About this task: The data below holds a line containing "and Jeongkyu Shin" and a line containing "locally before dispatch."; please quote exactly those two lines and every line between them, and nothing else.

[Stored records]
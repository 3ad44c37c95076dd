// Copyright 2025 Lablup Inc. and Jeongkyu Shin
//
// Licensed under the Apache License, Version 2.0 (the "License");
// you may not use this file except in compliance with the License.
// You may obtain a copy of the License at
//
//     http://www.apache.org/licenses/LICENSE-2.0
//
// Unless required by applicable law or agreed to in writing, software
// distributed under the License is distributed on an "AS IS" BASIS,
// WITHOUT WARRANTIES OR CONDITIONS OF ANY KIND, either express or implied.
// See the License for the specific language governing permissions and
// limitations under the License.

//! Commands resolved locally before dispatch.

use anyhow::{Context, Result};
use std::path::Path;

/// Command name that installs a public key into `authorized_keys`.
pub const AUTH_CMD: &str = "@auth.cmd";

/// Commands understood by sesh itself rather than the remote shell.
#[derive(Debug, Clone, Copy, PartialEq, Eq)]
pub enum BuiltinCommand {
    /// Append a local public key to the remote `~/.ssh/authorized_keys`.
    AuthorizedKey,
}

impl BuiltinCommand {
    /// Recognize a builtin by its command name.
    pub fn parse(cmd: &str) -> Option<Self> {
        match cmd.trim() {
            AUTH_CMD => Some(Self::AuthorizedKey),
            _ => None,
        }
    }

    /// Render the builtin into a remote shell snippet.
    pub async fn render(self, pubkey_file: &Path) -> Result<String> {
        match self {
            Self::AuthorizedKey => {
                let content = tokio::fs::read_to_string(pubkey_file)
                    .await
                    .with_context(|| format!("Failed to read public key {pubkey_file:?}"))?;
                Ok(authorized_key_script(&content))
            }
        }
    }
}

/// Shell snippet that installs `key` unless a key with the same comment is
/// already present.
fn authorized_key_script(key: &str) -> String {
    let key = key.trim();
    // "<type> <base64> <comment>": match on the comment when there is one.
    let name = match key.splitn(3, ' ').collect::<Vec<_>>().as_slice() {
        [_, _, comment] => *comment,
        _ => key,
    };

    format!(
        r#"
[ ! -e ~/.ssh ] && mkdir -p ~/.ssh && chmod 700 ~/.ssh
[ ! -e ~/.ssh/authorized_keys ] && touch ~/.ssh/authorized_keys && chmod 600 ~/.ssh/authorized_keys
grep '{name}' ~/.ssh/authorized_keys >/dev/null || echo '{key}' >> ~/.ssh/authorized_keys
echo 'add public key to ~/.ssh/authorized_keys OK'
"#
    )
}

#[cfg(test)]
mod tests {
    use super::*;
    use std::io::Write;

    #[test]
    fn test_parse_builtin() {
        assert_eq!(
            BuiltinCommand::parse("@auth.cmd"),
            Some(BuiltinCommand::AuthorizedKey)
        );
        assert_eq!(BuiltinCommand::parse(" @auth.cmd\n"), Some(BuiltinCommand::AuthorizedKey));
        assert_eq!(BuiltinCommand::parse("uptime"), None);
    }

    #[test]
    fn test_script_matches_on_comment() {
        let script = authorized_key_script("ssh-ed25519 AAAAC3Nza alice@laptop\n");
        assert!(script.contains("grep 'alice@laptop' ~/.ssh/authorized_keys"));
        assert!(script.contains("echo 'ssh-ed25519 AAAAC3Nza alice@laptop' >>"));
        assert!(script.contains("chmod 700 ~/.ssh"));
        assert!(script.contains("chmod 600 ~/.ssh/authorized_keys"));
    }

    #[test]
    fn test_script_without_comment_matches_whole_key() {
        let script = authorized_key_script("ssh-rsa AAAAB3Nza");
        assert!(script.contains("grep 'ssh-rsa AAAAB3Nza'"));
    }

    #[tokio::test]
    async fn test_render_reads_key_file() {
        let mut file = tempfile::NamedTempFile::new().unwrap();
        writeln!(file, "ssh-ed25519 AAAAC3Nza bob@host").unwrap();

        let script = BuiltinCommand::AuthorizedKey
            .render(file.path())
            .await
            .unwrap();
        assert!(script.contains("bob@host"));
    }

    #[tokio::test]
    async fn test_render_missing_key_file() {
        let result = BuiltinCommand::AuthorizedKey
            .render(Path::new("/nonexistent/id.pub"))
            .await;
        assert!(result.is_err());
    }
}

Result of the exercise:
// Copyright 2025 Lablup Inc. and Jeongkyu Shin
//
// Licensed under the Apache License, Version 2.0 (the "License");
// you may not use this file except in compliance with the License.
// You may obtain a copy of the License at
//
//     http://www.apache.org/licenses/LICENSE-2.0
//
// Unless required by applicable law or agreed to in writing, software
// distributed under the License is distributed on an "AS IS" BASIS,
// WITHOUT WARRANTIES OR CONDITIONS OF ANY KIND, either express or implied.
// See the License for the specific language governing permissions and
// limitations under the License.

//! Commands resolved locally before dispatch.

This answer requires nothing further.